UNICEF confirms that eight water plants – three of which are supported by the same UN agency – in the Al-Ma’ra district, south of Idlib, have been attacked only in the last two months. These facilities provide drinking water to almost 250,000 people in the area. Among these facilities is the main water station in the area of Maaret An-Numan. “It was severely damaged, forcing families to rely on water transport for their daily needs. Water facilities are not an objective, they must be protected at all times. In line with international humanitarian law, all parties in conflict and those who exert an influence on them have the obligation to stop the attacks on water structures and all the civil infrastructures based in Syria, “concludes Cappelaere.

Events and realities as those that take place in Syria make us reflect about the role played by international humanitarian law, as a very specific field of international law, aimed at regulating a situation of conflict. The basic rule consists in the differentiation between combatants and civilians, and the latter ones are meant to be protected as much as possible from the hostilities. Moreover, it is prohibited to attack objects, goods and facilities necessary for their survival; to cause starvation and to employ methods or means of warfare which may not allow the distinction.

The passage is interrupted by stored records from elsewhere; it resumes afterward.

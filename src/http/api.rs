//! Axum handlers for the course content and question routes.
//!
//! Form endpoints accept urlencoded and multipart bodies; repeated fields
//! (e.g. `content_parts`) are collected in the order they appear.

use axum::{Json, extract::State};
use serde::{Deserialize, Serialize};
use serde_json::{Value, json};
use tracing::info;

use crate::content::{Deleted, Module};
use crate::metrics::MetricsSnapshot;

use super::AppState;
use super::error::ApiError;
use super::extract::{ApiPath, ApiQuery, FormFields};

const DEFAULT_KEY_PREFIX: &str = "content";
const WELCOME: &str = "Welcome to the course chatbot API";

// ── Request / response types ──────────────────────────────────────────────────

#[derive(Deserialize)]
pub(super) struct GetContentParams {
    module_title: Option<String>,
}

#[derive(Deserialize)]
pub(super) struct DeleteContentParams {
    key: Option<String>,
}

/// Success envelope shared by every content route.
#[derive(Debug, Serialize)]
pub(super) struct ApiResponse<T> {
    status: bool,
    message: String,
    #[serde(skip_serializing_if = "Option::is_none")]
    data: Option<T>,
}

impl<T> ApiResponse<T> {
    fn ok(message: impl Into<String>, data: T) -> Json<Self> {
        Json(Self { status: true, message: message.into(), data: Some(data) })
    }
}

impl ApiResponse<()> {
    fn message(message: impl Into<String>) -> Json<Self> {
        Json(Self { status: true, message: message.into(), data: None })
    }
}

#[derive(Debug, Serialize)]
#[serde(untagged)]
pub(super) enum ContentData {
    One(Module),
    All(Vec<Module>),
}

#[derive(Debug, Serialize)]
pub(super) struct Answer {
    response: String,
}

/// Query values that are present but empty count as absent.
fn non_empty(value: Option<String>) -> Option<String> {
    value.filter(|v| !v.is_empty())
}

// ── Handlers ──────────────────────────────────────────────────────────────────

/// GET /
pub(super) async fn root() -> Json<Value> {
    Json(json!({ "message": WELCOME }))
}

/// POST {prefix}/update-content
pub(super) async fn update_content(
    State(state): State<AppState>,
    form: FormFields,
) -> Result<Json<ApiResponse<Module>>, ApiError> {
    let module_title = form.required("module_title")?;
    if module_title.trim().is_empty() {
        return Err(ApiError::Validation("Module title must be provided.".into()));
    }
    let key_prefix = form.first("key_prefix").unwrap_or(DEFAULT_KEY_PREFIX);
    let content_parts = form.all("content_parts");

    let added = content_parts.len();
    let module = state
        .gateway
        .store()
        .upsert_content(module_title, key_prefix, content_parts)
        .await;

    info!(%module_title, %key_prefix, added, "module content updated");
    Ok(ApiResponse::ok("Module content updated successfully", module))
}

/// GET {prefix}/get-content
pub(super) async fn get_content(
    State(state): State<AppState>,
    ApiQuery(params): ApiQuery<GetContentParams>,
) -> Result<Json<ApiResponse<ContentData>>, ApiError> {
    let store = state.gateway.store();
    match non_empty(params.module_title) {
        Some(title) => {
            let module = store
                .find_module(&title)
                .await
                .ok_or_else(|| ApiError::NotFound("Module not found".into()))?;
            Ok(ApiResponse::ok("Module content fetched successfully", ContentData::One(module)))
        }
        None => {
            let modules = store.list_modules().await;
            Ok(ApiResponse::ok("Content fetched successfully", ContentData::All(modules)))
        }
    }
}

/// DELETE {prefix}/delete-content/{module_title}
pub(super) async fn delete_content(
    State(state): State<AppState>,
    ApiPath(module_title): ApiPath<String>,
    ApiQuery(params): ApiQuery<DeleteContentParams>,
) -> Result<Json<ApiResponse<()>>, ApiError> {
    let key = non_empty(params.key);
    let deleted = state
        .gateway
        .store()
        .delete(&module_title, key.as_deref())
        .await?;

    let message = match (deleted, key) {
        (Deleted::Items(removed), Some(key)) => {
            info!(%module_title, %key, removed, "content deleted");
            format!("Content with key '{key}' deleted successfully")
        }
        _ => {
            info!(%module_title, "module deleted");
            format!("Module '{module_title}' deleted successfully")
        }
    };
    Ok(ApiResponse::message(message))
}

/// PUT {prefix}/edit-content
pub(super) async fn edit_content(
    State(state): State<AppState>,
    form: FormFields,
) -> Result<Json<ApiResponse<Module>>, ApiError> {
    let module_title = form.required("module_title")?;
    let key = form.required("key")?;
    let new_value = form.required("new_value")?;

    let module = state.gateway.store().edit(module_title, key, new_value).await?;

    info!(%module_title, %key, "content edited");
    Ok(ApiResponse::ok("Content updated successfully", module))
}

/// POST {prefix}/ask-question
pub(super) async fn ask_question(
    State(state): State<AppState>,
    form: FormFields,
) -> Result<Json<ApiResponse<Answer>>, ApiError> {
    let query = form.required("query")?;
    if query.trim().is_empty() {
        return Err(ApiError::Validation("Query cannot be empty.".into()));
    }

    let response = state.gateway.answer(query).await?;
    if response.is_empty() {
        return Err(ApiError::Generation("Error generating response.".into()));
    }

    Ok(ApiResponse::ok("Query answered", Answer { response }))
}

/// Fallback for unmatched routes.
pub(super) async fn not_found() -> ApiError {
    ApiError::NotFound("Not Found".into())
}

/// GET {prefix}/metrics
pub(super) async fn metrics(State(state): State<AppState>) -> Json<MetricsSnapshot> {
    Json(state.metrics.snapshot().await)
}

Currently, the Syrian situation is getting worst due to continued attacks that deteriorate the population, their life-style, together with their rights and fundamental freedoms. As a matter of fact, the Pope wrote a letter in his own hand to Syrian President Bashar Hafez al-Assad to express his “deep concern” for the “humanitarian situation” in the Middle Eastern country, “with particular reference to the dramatic conditions of the civilian population in Idlib”. This letter clearly expresses the significant concern of Pope Francis and the Holy See for the humanitarian emergency situation in Syria, particularly in the province of Idlib where more than 3 million people live, including 1.3 million internally displaced persons, forced by the long conflict in Syria to find refuge in that area that had been declared demilitarized last year. Actually, according to international humanitarian law demilitarized zones can not be attacked.

All those concerns, claims, hopes and requests, are not political, but they have the humanitarian taste.